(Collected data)
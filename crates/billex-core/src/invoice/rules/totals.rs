//! Keyword-anchored bill total extraction.

use crate::models::line::{join_lines, TextLine};

use super::patterns::{STANDALONE_INTEGER, TOTAL_KEYWORD};
use super::{ExtractionMatch, FieldExtractor};

/// Total amount extractor.
///
/// Looks for `Total`, `Amt` or `Net` followed by an integer. When no keyword
/// is present and the fallback is enabled, the largest standalone integer
/// above the fallback minimum is used instead.
pub struct TotalExtractor {
    fallback: bool,
    fallback_min: u64,
}

impl TotalExtractor {
    pub fn new() -> Self {
        Self {
            fallback: true,
            fallback_min: 10,
        }
    }

    /// Enable or disable the largest-integer fallback.
    pub fn with_fallback(mut self, fallback: bool) -> Self {
        self.fallback = fallback;
        self
    }

    /// Integers must exceed this value to be considered by the fallback.
    pub fn with_fallback_min(mut self, min: u64) -> Self {
        self.fallback_min = min;
        self
    }

    fn extract_keyword(&self, lines: &[TextLine]) -> Option<ExtractionMatch<u64>> {
        let text = join_lines(lines);
        let caps = TOTAL_KEYWORD.captures(&text)?;
        let value: u64 = caps[2].parse().ok()?;

        let start = caps.get(0)?.start();
        let line = lines
            .get(text[..start].matches('\n').count())
            .map(|l| l.index)
            .unwrap_or_default();

        Some(ExtractionMatch::new(value, line, &caps[0]))
    }

    fn extract_largest(&self, lines: &[TextLine]) -> Option<ExtractionMatch<u64>> {
        lines
            .iter()
            .flat_map(|line| {
                STANDALONE_INTEGER.find_iter(&line.text).filter_map(move |m| {
                    let value: u64 = m.as_str().parse().ok()?;
                    Some(ExtractionMatch::new(value, line.index, m.as_str()))
                })
            })
            .filter(|m| m.value > self.fallback_min)
            .max_by_key(|m| m.value)
    }
}

impl Default for TotalExtractor {
    fn default() -> Self {
        Self::new()
    }
}

impl FieldExtractor for TotalExtractor {
    type Output = ExtractionMatch<u64>;

    fn extract_all(&self, lines: &[TextLine]) -> Vec<Self::Output> {
        let found = match self.extract_keyword(lines) {
            Some(m) => Some(m),
            None if self.fallback => self.extract_largest(lines),
            None => None,
        };
        found.into_iter().collect()
    }
}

◆ **Your assignment**
Reproduce, please, every line of the records above without alteration.

◆ **Answer below**
filename crates/billex-core/src/invoice/rules/totals.rs
//! Keyword-anchored bill total extraction.

use crate::models::line::{join_lines, TextLine};

use super::patterns::{STANDALONE_INTEGER, TOTAL_KEYWORD};
use super::{ExtractionMatch, FieldExtractor};

/// Total amount extractor.
///
/// Looks for `Total`, `Amt` or `Net` followed by an integer. When no keyword
/// is present and the fallback is enabled, the largest standalone integer
/// above the fallback minimum is used instead.
pub struct TotalExtractor {
    fallback: bool,
    fallback_min: u64,
}

impl TotalExtractor {
    pub fn new() -> Self {
        Self {
            fallback: true,
            fallback_min: 10,
        }
    }

    /// Enable or disable the largest-integer fallback.
    pub fn with_fallback(mut self, fallback: bool) -> Self {
        self.fallback = fallback;
        self
    }

    /// Integers must exceed this value to be considered by the fallback.
    pub fn with_fallback_min(mut self, min: u64) -> Self {
        self.fallback_min = min;
        self
    }

    fn extract_keyword(&self, lines: &[TextLine]) -> Option<ExtractionMatch<u64>> {
        let text = join_lines(lines);
        let caps = TOTAL_KEYWORD.captures(&text)?;
        let value: u64 = caps[2].parse().ok()?;

        let start = caps.get(0)?.start();
        let line = lines
            .get(text[..start].matches('\n').count())
            .map(|l| l.index)
            .unwrap_or_default();

        Some(ExtractionMatch::new(value, line, &caps[0]))
    }

    fn extract_largest(&self, lines: &[TextLine]) -> Option<ExtractionMatch<u64>> {
        lines
            .iter()
            .flat_map(|line| {
                STANDALONE_INTEGER.find_iter(&line.text).filter_map(move |m| {
                    let value: u64 = m.as_str().parse().ok()?;
                    Some(ExtractionMatch::new(value, line.index, m.as_str()))
                })
            })
            .filter(|m| m.value > self.fallback_min)
            .max_by_key(|m| m.value)
    }
}

impl Default for TotalExtractor {
    fn default() -> Self {
        Self::new()
    }
}

impl FieldExtractor for TotalExtractor {
    type Output = ExtractionMatch<u64>;

    fn extract_all(&self, lines: &[TextLine]) -> Vec<Self::Output> {
        let found = match self.extract_keyword(lines) {
            Some(m) => Some(m),
            None if self.fallback => self.extract_largest(lines),
            None => None,
        };
        found.into_iter().collect()
    }
}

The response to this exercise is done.